Il primo disco affronta il tema della manipolazione attuata a scapito dei comuni mortali. In Storm, una voce femminile, prima in spagnolo e poi in inglese, mette in guardia i clienti di una stazione di servizio dai mendicanti che offrono prestazioni in cambio di denaro, incitando i meno poveri a diffidare dei poveri. In mezzo all’Apocalisse di Static, invece, una leader religiosa (la cui voce è stata alterata in modo tale da farla sembrare quella di un uomo) cerca di convincerci a seguirla nel suo percorso verso Dio. A parole, in vista della salvezza; in realtà, molto più probabilmente, con finalità tutt’altro che nobili.

Godspeed You! Black Emperor ottobre

Il secondo disco, invece, è attraversato dal fil rouge della decadenza odierna in contrasto con un’infanzia e un passato migliori. Sleep si apre con una testimonianza del vecchio Murray Ostril, il quale ricorda le spiagge di Coney Island a New York, un luogo magico che, nel corso del tempo, sarebbe crollato sotto il grigiore monotono dell’America di fine millennio. Al giorno d’oggi, conclude tristemente l’anziano, non c’è più alcuna possibilità di fidarsi delle altre persone:

I even got — when I was, uh, when I was very small, I even got lost at Coney Island, but they found me. On the, on, on the beach. And we used to sleep on the beach here, sleep overnight. They don’t do that anymore. Things changed, you see. They don’t sleep anymore on the beach…

Durante la conclusiva Like Antennas to Heaven… si sentono due nursery songs. La prima canzone, cantata e suonata dall’allora ex-chitarrista della band Mike Moya – uscito nel 1998, per poi rientrare nel 2010 – assume delle tinte oscure; mentre ad uno dei bambini franco-canadesi che cantano la seconda scappa un “c’était un idiot”. L’infanzia, suggeriscono i GY!BE, non è più immune alla malattia del contemporaneità: è stata corrotta dalla violenza e dalla sordidezza del mondo degli adulti.

“Lift Your Skinny Fists Like Antennas To Heaven” è stato composto alla fine di un secolo violento e pubblicato alla soglia di un nuovo millennio che si sarebbe rivelato niente affatto migliore – si pensi agli attentati dell’11 settembre 2001 e alla guerra in Iraq, avvenuti negli anni immediatamente successivi.
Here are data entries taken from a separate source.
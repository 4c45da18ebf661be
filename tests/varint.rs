// Unit tests for src/varint.rs plus the sequential varint paths of the
// buffer layer:
//   - encoded bytes agree with size_of_* for the full value range
//   - zig-zag and plain encodings round-trip through buffers and streams
//   - negative int32 values take the 10-byte sign-extended form
//   - the contiguous fast path and the per-byte stream path agree

use pbwire::buffer::{
    BufferedData, ReadStream, ReadableSequentialData, SequentialData, WritableSequentialData,
};
use pbwire::varint;
use proptest::prelude::*;

fn encode_var_int(v: i32, zigzag: bool) -> Vec<u8> {
    let mut buf = BufferedData::allocate(varint::MAX_VARINT_LEN);
    buf.write_var_int(v, zigzag).expect("write");
    let n = buf.position() as usize;
    buf.flip();
    buf.read_bytes(n).expect("read").to_vec()
}

fn encode_var_long(v: i64, zigzag: bool) -> Vec<u8> {
    let mut buf = BufferedData::allocate(varint::MAX_VARINT_LEN);
    buf.write_var_long(v, zigzag).expect("write");
    let n = buf.position() as usize;
    buf.flip();
    buf.read_bytes(n).expect("read").to_vec()
}

// ─────────────────────────────────────────────────────────────────────────────
// Size agreement
// ─────────────────────────────────────────────────────────────────────────────

#[test]
fn written_length_matches_size_of_varint32() {
    for v in [0, 1, 127, 128, 300, i32::MAX, -1, -128, i32::MIN] {
        assert_eq!(
            encode_var_int(v, false).len(),
            varint::size_of_varint32(v),
            "value {v}"
        );
        assert_eq!(
            encode_var_int(v, true).len(),
            varint::size_of_zigzag32(v),
            "zigzag value {v}"
        );
    }
}

#[test]
fn written_length_matches_size_of_varint64() {
    for v in [0i64, 1, 127, 128, 1 << 21, i64::MAX, -1, i64::MIN] {
        assert_eq!(
            encode_var_long(v, false).len(),
            varint::size_of_varint64(v),
            "value {v}"
        );
        assert_eq!(
            encode_var_long(v, true).len(),
            varint::size_of_zigzag64(v),
            "zigzag value {v}"
        );
    }
}

#[test]
fn negative_int32_uses_the_ten_byte_form() {
    assert_eq!(
        encode_var_int(-1, false),
        vec![0xFF, 0xFF, 0xFF, 0xFF, 0xFF, 0xFF, 0xFF, 0xFF, 0xFF, 0x01],
        "-1 is sign-extended to 64 bits on the wire"
    );
    assert_eq!(encode_var_int(-1, true), vec![0x01], "zig-zag keeps it short");
}

// ─────────────────────────────────────────────────────────────────────────────
// Fast path vs. stream path
// ─────────────────────────────────────────────────────────────────────────────

#[test]
fn buffered_and_stream_decoders_agree() {
    for v in [0i64, 1, 127, 128, 16_384, -1, i64::MIN, i64::MAX] {
        for zigzag in [false, true] {
            let raw = encode_var_long(v, zigzag);

            let mut buffered = BufferedData::wrap(raw.clone());
            assert_eq!(buffered.read_var_long(zigzag).expect("buffered"), v);

            let mut stream = ReadStream::new(raw.as_slice());
            assert_eq!(stream.read_var_long(zigzag).expect("stream"), v);
        }
    }
}

#[test]
fn decode_rejects_what_encode_never_produces() {
    // Continuation bit on every one of 10 bytes.
    let mut unterminated = BufferedData::wrap(vec![0x80; 10]);
    assert!(unterminated.read_var_long(false).is_err());

    // Truncated after the continuation bit.
    let mut truncated = BufferedData::wrap(vec![0x80]);
    assert!(truncated.read_var_long(false).is_err());
}

// ─────────────────────────────────────────────────────────────────────────────
// Property sweep
// ─────────────────────────────────────────────────────────────────────────────

proptest! {
    #[test]
    fn round_trip_i32(v in any::<i32>(), zigzag in any::<bool>()) {
        let raw = encode_var_int(v, zigzag);
        let expected = if zigzag {
            varint::size_of_zigzag32(v)
        } else {
            varint::size_of_varint32(v)
        };
        prop_assert_eq!(raw.len(), expected);

        let mut buf = BufferedData::wrap(raw);
        prop_assert_eq!(buf.read_var_int(zigzag).unwrap(), v);
        prop_assert!(!buf.has_remaining());
    }

    #[test]
    fn round_trip_i64(v in any::<i64>(), zigzag in any::<bool>()) {
        let raw = encode_var_long(v, zigzag);
        let expected = if zigzag {
            varint::size_of_zigzag64(v)
        } else {
            varint::size_of_varint64(v)
        };
        prop_assert_eq!(raw.len(), expected);

        let mut buf = BufferedData::wrap(raw);
        prop_assert_eq!(buf.read_var_long(zigzag).unwrap(), v);
        prop_assert!(!buf.has_remaining());
    }

    #[test]
    fn slice_decode_agrees_with_sequential_decode(v in any::<u64>()) {
        let mut scratch = [0u8; varint::MAX_VARINT_LEN];
        let n = varint::encode(v, &mut scratch);
        let (decoded, consumed) = varint::decode(&scratch[..n]).unwrap();
        prop_assert_eq!(decoded, v);
        prop_assert_eq!(consumed, n);
        prop_assert_eq!(n, varint::size_of_unsigned(v));
    }
}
L’album è sicuramente un pugno nello stomaco per chi ha ancora fiducia nella specie umana e nel suo destino.

Guardando però l’altra faccia della medaglia, non si può che rimanere meravigliati dalla bellezza sublime di questa opera unica e innovativa. Una bellezza che, come la ginestra sulla pietra lavica, si innalza sulle storture del nostro presente e sulle macerie che ci attendono.